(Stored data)
====

// This Source Code Form is subject to the terms of the Mozilla Public
// License, v. 2.0. If a copy of the MPL was not distributed with this
// file, You can obtain one at http://mozilla.org/MPL/2.0/.

use std::fmt::Write;

use float_cmp::ApproxEqUlps;

use crate::Transform;

/// A path's absolute segment.
///
/// Unlike the SVG spec, can contain only `M`, `L`, `C`, `Q` and `Z` segments.
/// All other segments will be converted into this one.
#[allow(missing_docs)]
#[derive(Clone, Copy, PartialEq, Debug)]
pub enum PathSegment {
    MoveTo {
        x: f64,
        y: f64,
    },
    LineTo {
        x: f64,
        y: f64,
    },
    CurveTo {
        x1: f64,
        y1: f64,
        x2: f64,
        y2: f64,
        x: f64,
        y: f64,
    },
    Quadratic {
        x1: f64,
        y1: f64,
        x: f64,
        y: f64,
    },
    ClosePath,
}

/// An SVG path data container.
///
/// All segments are in absolute coordinates.
#[derive(Clone, Default, PartialEq, Debug)]
pub struct PathData(pub Vec<PathSegment>);

impl PathData {
    /// Creates a new path.
    #[inline]
    pub fn new() -> Self {
        PathData(Vec::new())
    }

    /// Parses a path data string.
    ///
    /// Relative, shorthand and arc segments are converted into absolute ones.
    /// Arcs become cubic curves.
    ///
    /// Like in the SVG spec, everything after the first error is ignored.
    /// Use [`PathData::try_parse`] to find out whether it happened.
    pub fn parse(text: &str) -> Self {
        match Self::try_parse(text) {
            Ok(path) => path,
            Err(Truncated(path)) => path,
        }
    }

    /// Parses a path data string, reporting the first error.
    ///
    /// On error, the segments before it are returned inside [`Truncated`].
    pub fn try_parse(text: &str) -> Result<Self, Truncated<Self>> {
        let mut path = PathData::new();
        for segment in svgtypes::SimplifyingPathParser::from(text) {
            let segment = match segment {
                Ok(v) => v,
                Err(_) => return Err(Truncated(path)),
            };

            let segment = match segment {
                svgtypes::SimplePathSegment::MoveTo { x, y } => PathSegment::MoveTo { x, y },
                svgtypes::SimplePathSegment::LineTo { x, y } => PathSegment::LineTo { x, y },
                svgtypes::SimplePathSegment::Quadratic { x1, y1, x, y } => {
                    PathSegment::Quadratic { x1, y1, x, y }
                }
                svgtypes::SimplePathSegment::CurveTo {
                    x1,
                    y1,
                    x2,
                    y2,
                    x,
                    y,
                } => PathSegment::CurveTo {
                    x1,
                    y1,
                    x2,
                    y2,
                    x,
                    y,
                },
                svgtypes::SimplePathSegment::ClosePath => PathSegment::ClosePath,
            };

            path.0.push(segment);
        }

        Ok(path)
    }

    /// Returns the number of segments.
    #[inline]
    pub fn len(&self) -> usize {
        self.0.len()
    }

    /// Checks that the path has no segments.
    #[inline]
    pub fn is_empty(&self) -> bool {
        self.0.is_empty()
    }

    /// Applies the transform to every coordinate.
    pub fn transform(&mut self, ts: &Transform) {
        for seg in &mut self.0 {
            match seg {
                PathSegment::MoveTo { x, y } => {
                    ts.apply_to(x, y);
                }
                PathSegment::LineTo { x, y } => {
                    ts.apply_to(x, y);
                }
                PathSegment::CurveTo {
                    x1,
                    y1,
                    x2,
                    y2,
                    x,
                    y,
                } => {
                    ts.apply_to(x1, y1);
                    ts.apply_to(x2, y2);
                    ts.apply_to(x, y);
                }
                PathSegment::Quadratic { x1, y1, x, y } => {
                    ts.apply_to(x1, y1);
                    ts.apply_to(x, y);
                }
                PathSegment::ClosePath => {}
            }
        }
    }

    /// Writes the path as an SVG path data string.
    pub fn to_svg_string(&self, precision: u8) -> String {
        let mut buf = String::new();
        for seg in &self.0 {
            match *seg {
                PathSegment::MoveTo { x, y } => {
                    buf.push_str("M ");
                    write_coords(&[x, y], precision, &mut buf);
                }
                PathSegment::LineTo { x, y } => {
                    buf.push_str("L ");
                    write_coords(&[x, y], precision, &mut buf);
                }
                PathSegment::CurveTo {
                    x1,
                    y1,
                    x2,
                    y2,
                    x,
                    y,
                } => {
                    buf.push_str("C ");
                    write_coords(&[x1, y1, x2, y2, x, y], precision, &mut buf);
                }
                PathSegment::Quadratic { x1, y1, x, y } => {
                    buf.push_str("Q ");
                    write_coords(&[x1, y1, x, y], precision, &mut buf);
                }
                PathSegment::ClosePath => {
                    buf.push_str("Z ");
                }
            }
        }

        buf.pop();
        buf
    }
}

fn write_coords(coords: &[f64], precision: u8, buf: &mut String) {
    for n in coords {
        write_num(*n, buf, precision);
        buf.push(' ');
    }
}

/// A value that was parsed only up to the first error.
#[derive(Clone, PartialEq, Debug)]
pub struct Truncated<T>(pub T);

/// Parses a `points` attribute value.
///
/// An odd trailing coordinate is ignored.
pub fn parse_points(text: &str) -> Vec<(f64, f64)> {
    match try_parse_points(text) {
        Ok(points) => points,
        Err(Truncated(points)) => points,
    }
}

/// Parses a `points` attribute value, reporting the first error.
///
/// An invalid number or an odd trailing coordinate is an error.
pub fn try_parse_points(text: &str) -> Result<Vec<(f64, f64)>, Truncated<Vec<(f64, f64)>>> {
    let mut points = Vec::new();
    let mut x = None;
    for n in svgtypes::NumberListParser::from(text) {
        let n = match n {
            Ok(v) => v,
            Err(_) => return Err(Truncated(points)),
        };

        match x.take() {
            Some(x) => points.push((x, n)),
            None => x = Some(n),
        }
    }

    if x.is_some() {
        return Err(Truncated(points));
    }

    Ok(points)
}

/// Writes points as `x,y x,y ...`.
pub fn write_points(points: &[(f64, f64)], precision: u8) -> String {
    let mut buf = String::new();
    for &(x, y) in points {
        write_num(x, &mut buf, precision);
        buf.push(',');
        write_num(y, &mut buf, precision);
        buf.push(' ');
    }

    buf.pop();
    buf
}

const POW_VEC: &[f64] = &[
    1.0,
    10.0,
    100.0,
    1_000.0,
    10_000.0,
    100_000.0,
    1_000_000.0,
    10_000_000.0,
    100_000_000.0,
    1_000_000_000.0,
    10_000_000_000.0,
    100_000_000_000.0,
    1_000_000_000_000.0,
];

/// Writes a number with the specified precision.
pub(crate) fn write_num(num: f64, buf: &mut String, precision: u8) {
    // If number is an integer, it's faster to write it as i64.
    if num.fract().approx_eq_ulps(&0.0, 4) {
        if num.abs() < i64::MAX as f64 {
            write!(buf, "{}", num as i64).unwrap();
        } else {
            // Do not saturate.
            write!(buf, "{}", num).unwrap();
        }

        return;
    }

    // Round numbers up to the specified precision to prevent writing
    // ugly numbers like 29.999999999999996.
    let p = POW_VEC[(precision as usize).min(POW_VEC.len() - 1)];
    let v = (num * p).round() / p;

    if v == 0.0 {
        // Do not write `-0`.
        buf.push('0');
    } else {
        write!(buf, "{}", v).unwrap();
    }
}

====

*Problem statement*:
Would you repeat each of the records above exactly?

*Final answer*:
// This Source Code Form is subject to the terms of the Mozilla Public
// License, v. 2.0. If a copy of the MPL was not distributed with this
// file, You can obtain one at http://mozilla.org/MPL/2.0/.

use std::fmt::Write;

use float_cmp::ApproxEqUlps;

use crate::Transform;

/// A path's absolute segment.
///
/// Unlike the SVG spec, can contain only `M`, `L`, `C`, `Q` and `Z` segments.
/// All other segments will be converted into this one.
#[allow(missing_docs)]
#[derive(Clone, Copy, PartialEq, Debug)]
pub enum PathSegment {
    MoveTo {
        x: f64,
        y: f64,
    },
    LineTo {
        x: f64,
        y: f64,
    },
    CurveTo {
        x1: f64,
        y1: f64,
        x2: f64,
        y2: f64,
        x: f64,
        y: f64,
    },
    Quadratic {
        x1: f64,
        y1: f64,
        x: f64,
        y: f64,
    },
    ClosePath,
}

/// An SVG path data container.
///
/// All segments are in absolute coordinates.
#[derive(Clone, Default, PartialEq, Debug)]
pub struct PathData(pub Vec<PathSegment>);

impl PathData {
    /// Creates a new path.
    #[inline]
    pub fn new() -> Self {
        PathData(Vec::new())
    }

    /// Parses a path data string.
    ///
    /// Relative, shorthand and arc segments are converted into absolute ones.
    /// Arcs become cubic curves.
    ///
    /// Like in the SVG spec, everything after the first error is ignored.
    /// Use [`PathData::try_parse`] to find out whether it happened.
    pub fn parse(text: &str) -> Self {
        match Self::try_parse(text) {
            Ok(path) => path,
            Err(Truncated(path)) => path,
        }
    }

    /// Parses a path data string, reporting the first error.
    ///
    /// On error, the segments before it are returned inside [`Truncated`].
    pub fn try_parse(text: &str) -> Result<Self, Truncated<Self>> {
        let mut path = PathData::new();
        for segment in svgtypes::SimplifyingPathParser::from(text) {
            let segment = match segment {
                Ok(v) => v,
                Err(_) => return Err(Truncated(path)),
            };

            let segment = match segment {
                svgtypes::SimplePathSegment::MoveTo { x, y } => PathSegment::MoveTo { x, y },
                svgtypes::SimplePathSegment::LineTo { x, y } => PathSegment::LineTo { x, y },
                svgtypes::SimplePathSegment::Quadratic { x1, y1, x, y } => {
                    PathSegment::Quadratic { x1, y1, x, y }
                }
                svgtypes::SimplePathSegment::CurveTo {
                    x1,
                    y1,
                    x2,
                    y2,
                    x,
                    y,
                } => PathSegment::CurveTo {
                    x1,
                    y1,
                    x2,
                    y2,
                    x,
                    y,
                },
                svgtypes::SimplePathSegment::ClosePath => PathSegment::ClosePath,
            };

            path.0.push(segment);
        }

        Ok(path)
    }

    /// Returns the number of segments.
    #[inline]
    pub fn len(&self) -> usize {
        self.0.len()
    }

    /// Checks that the path has no segments.
    #[inline]
    pub fn is_empty(&self) -> bool {
        self.0.is_empty()
    }

    /// Applies the transform to every coordinate.
    pub fn transform(&mut self, ts: &Transform) {
        for seg in &mut self.0 {
            match seg {
                PathSegment::MoveTo { x, y } => {
                    ts.apply_to(x, y);
                }
                PathSegment::LineTo { x, y } => {
                    ts.apply_to(x, y);
                }
                PathSegment::CurveTo {
                    x1,
                    y1,
                    x2,
                    y2,
                    x,
                    y,
                } => {
                    ts.apply_to(x1, y1);
                    ts.apply_to(x2, y2);
                    ts.apply_to(x, y);
                }
                PathSegment::Quadratic { x1, y1, x, y } => {
                    ts.apply_to(x1, y1);
                    ts.apply_to(x, y);
                }
                PathSegment::ClosePath => {}
            }
        }
    }

    /// Writes the path as an SVG path data string.
    pub fn to_svg_string(&self, precision: u8) -> String {
        let mut buf = String::new();
        for seg in &self.0 {
            match *seg {
                PathSegment::MoveTo { x, y } => {
                    buf.push_str("M ");
                    write_coords(&[x, y], precision, &mut buf);
                }
                PathSegment::LineTo { x, y } => {
                    buf.push_str("L ");
                    write_coords(&[x, y], precision, &mut buf);
                }
                PathSegment::CurveTo {
                    x1,
                    y1,
                    x2,
                    y2,
                    x,
                    y,
                } => {
                    buf.push_str("C ");
                    write_coords(&[x1, y1, x2, y2, x, y], precision, &mut buf);
                }
                PathSegment::Quadratic { x1, y1, x, y } => {
                    buf.push_str("Q ");
                    write_coords(&[x1, y1, x, y], precision, &mut buf);
                }
                PathSegment::ClosePath => {
                    buf.push_str("Z ");
                }
            }
        }

        buf.pop();
        buf
    }
}

fn write_coords(coords: &[f64], precision: u8, buf: &mut String) {
    for n in coords {
        write_num(*n, buf, precision);
        buf.push(' ');
    }
}

/// A value that was parsed only up to the first error.
#[derive(Clone, PartialEq, Debug)]
pub struct Truncated<T>(pub T);

/// Parses a `points` attribute value.
///
/// An odd trailing coordinate is ignored.
pub fn parse_points(text: &str) -> Vec<(f64, f64)> {
    match try_parse_points(text) {
        Ok(points) => points,
        Err(Truncated(points)) => points,
    }
}

/// Parses a `points` attribute value, reporting the first error.
///
/// An invalid number or an odd trailing coordinate is an error.
pub fn try_parse_points(text: &str) -> Result<Vec<(f64, f64)>, Truncated<Vec<(f64, f64)>>> {
    let mut points = Vec::new();
    let mut x = None;
    for n in svgtypes::NumberListParser::from(text) {
        let n = match n {
            Ok(v) => v,
            Err(_) => return Err(Truncated(points)),
        };

        match x.take() {
            Some(x) => points.push((x, n)),
            None => x = Some(n),
        }
    }

    if x.is_some() {
        return Err(Truncated(points));
    }

    Ok(points)
}

/// Writes points as `x,y x,y ...`.
pub fn write_points(points: &[(f64, f64)], precision: u8) -> String {
    let mut buf = String::new();
    for &(x, y) in points {
        write_num(x, &mut buf, precision);
        buf.push(',');
        write_num(y, &mut buf, precision);
        buf.push(' ');
    }

    buf.pop();
    buf
}

const POW_VEC: &[f64] = &[
    1.0,
    10.0,
    100.0,
    1_000.0,
    10_000.0,
    100_000.0,
    1_000_000.0,
    10_000_000.0,
    100_000_000.0,
    1_000_000_000.0,
    10_000_000_000.0,
    100_000_000_000.0,
    1_000_000_000_000.0,
];

/// Writes a number with the specified precision.
pub(crate) fn write_num(num: f64, buf: &mut String, precision: u8) {
    // If number is an integer, it's faster to write it as i64.
    if num.fract().approx_eq_ulps(&0.0, 4) {
        if num.abs() < i64::MAX as f64 {
            write!(buf, "{}", num as i64).unwrap();
        } else {
            // Do not saturate.
            write!(buf, "{}", num).unwrap();
        }

        return;
    }

    // Round numbers up to the specified precision to prevent writing
    // ugly numbers like 29.999999999999996.
    let p = POW_VEC[(precision as usize).min(POW_VEC.len() - 1)];
    let v = (num * p).round() / p;

    if v == 0.0 {
        // Do not write `-0`.
        buf.push('0');
    } else {
        write!(buf, "{}", v).unwrap();
    }
}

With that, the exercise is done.